#### Supplied records:
--- --- ---

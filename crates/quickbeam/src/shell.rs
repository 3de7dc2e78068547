//! The host collaborator contract
//!
//! The loop core owns sequencing; everything user-facing, from input and
//! presentation to persistence of variables between calls, belongs to
//! the host behind this trait. Implementations range from full
//! interactive terminals down to the scripted shells this crate tests
//! itself with.

use std::path::PathBuf;

use crate::capture::OutputFlags;
use crate::error::QuickbeamError;
use crate::handler::{Diagnostic, Severity};
use crate::scope::Scope;
use crate::value::Value;

/// Everything the execution loop needs from its host.
pub trait Shell {
    /// Register a fragment of code for the next execution.
    ///
    /// `direct` is true when the fragment came straight from interactive
    /// input rather than from an embedding caller.
    fn add_code(&mut self, fragment: &str, direct: bool);

    /// Block until the next fragment of input is available.
    ///
    /// Returns [`QuickbeamError::Break`] when the input source is
    /// exhausted, and may return [`QuickbeamError::Propagate`] to force
    /// an error out of the loop.
    fn get_input(&mut self) -> Result<String, QuickbeamError>;

    /// Return and clear the currently buffered code.
    fn flush_code(&mut self) -> Option<String>;

    /// Transform a fragment immediately before evaluation.
    ///
    /// The default is the identity transform.
    fn on_execute(&mut self, fragment: String) -> String {
        fragment
    }

    /// Report the value produced by a successful evaluation.
    fn write_return_value(&mut self, value: &Value);

    /// Report a normalized failure. The loop calls this exactly once per
    /// failure.
    fn write_exception(&mut self, error: &QuickbeamError);

    /// Accept one chunk of evaluated-program output.
    ///
    /// The returned bytes are what the shell actually emitted, which may
    /// differ from `chunk` when the shell rewrites output on the way
    /// through.
    fn write_stdout(&mut self, chunk: &[u8], flags: OutputFlags) -> Vec<u8>;

    /// Called at the top of every loop iteration.
    fn before_loop(&mut self) {}

    /// Called at the bottom of every completed iteration; not called on
    /// the iteration that terminates the loop.
    fn after_loop(&mut self) {}

    /// Paths of files to run before the first iteration.
    fn includes(&self) -> Vec<PathBuf> {
        Vec::new()
    }

    /// Snapshot of the current scope bindings.
    ///
    /// With `include_receiver` set, a bound receiver appears in the
    /// result under [`crate::scope::RECEIVER_NAME`].
    fn scope_variables(&self, include_receiver: bool) -> Scope;

    /// Replace the stored scope bindings.
    fn set_scope_variables(&mut self, scope: Scope);

    /// The object receiver-relative references resolve against, if any.
    fn bound_object(&self) -> Option<Value> {
        None
    }

    /// Accept a diagnostic that was captured during an evaluation window
    /// but did not escalate.
    fn handle_error(&mut self, diagnostic: Diagnostic);

    /// Minimum severity at which a captured diagnostic aborts the
    /// evaluation instead of being deferred.
    fn error_threshold(&self) -> Severity {
        Severity::Warning
    }
}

--- --- ---

The exact lines of the material above starting at the one that contains "fn add_code(&mut self, fragment: &str, direct: bool);" and ending at the one that contains "fn write_exception(&mut self, error: &QuickbeamError);" are what to retype; leave out everything else.

#### Written response:
    fn add_code(&mut self, fragment: &str, direct: bool);

    /// Block until the next fragment of input is available.
    ///
    /// Returns [`QuickbeamError::Break`] when the input source is
    /// exhausted, and may return [`QuickbeamError::Propagate`] to force
    /// an error out of the loop.
    fn get_input(&mut self) -> Result<String, QuickbeamError>;

    /// Return and clear the currently buffered code.
    fn flush_code(&mut self) -> Option<String>;

    /// Transform a fragment immediately before evaluation.
    ///
    /// The default is the identity transform.
    fn on_execute(&mut self, fragment: String) -> String {
        fragment
    }

    /// Report the value produced by a successful evaluation.
    fn write_return_value(&mut self, value: &Value);

    /// Report a normalized failure. The loop calls this exactly once per
    /// failure.
    fn write_exception(&mut self, error: &QuickbeamError);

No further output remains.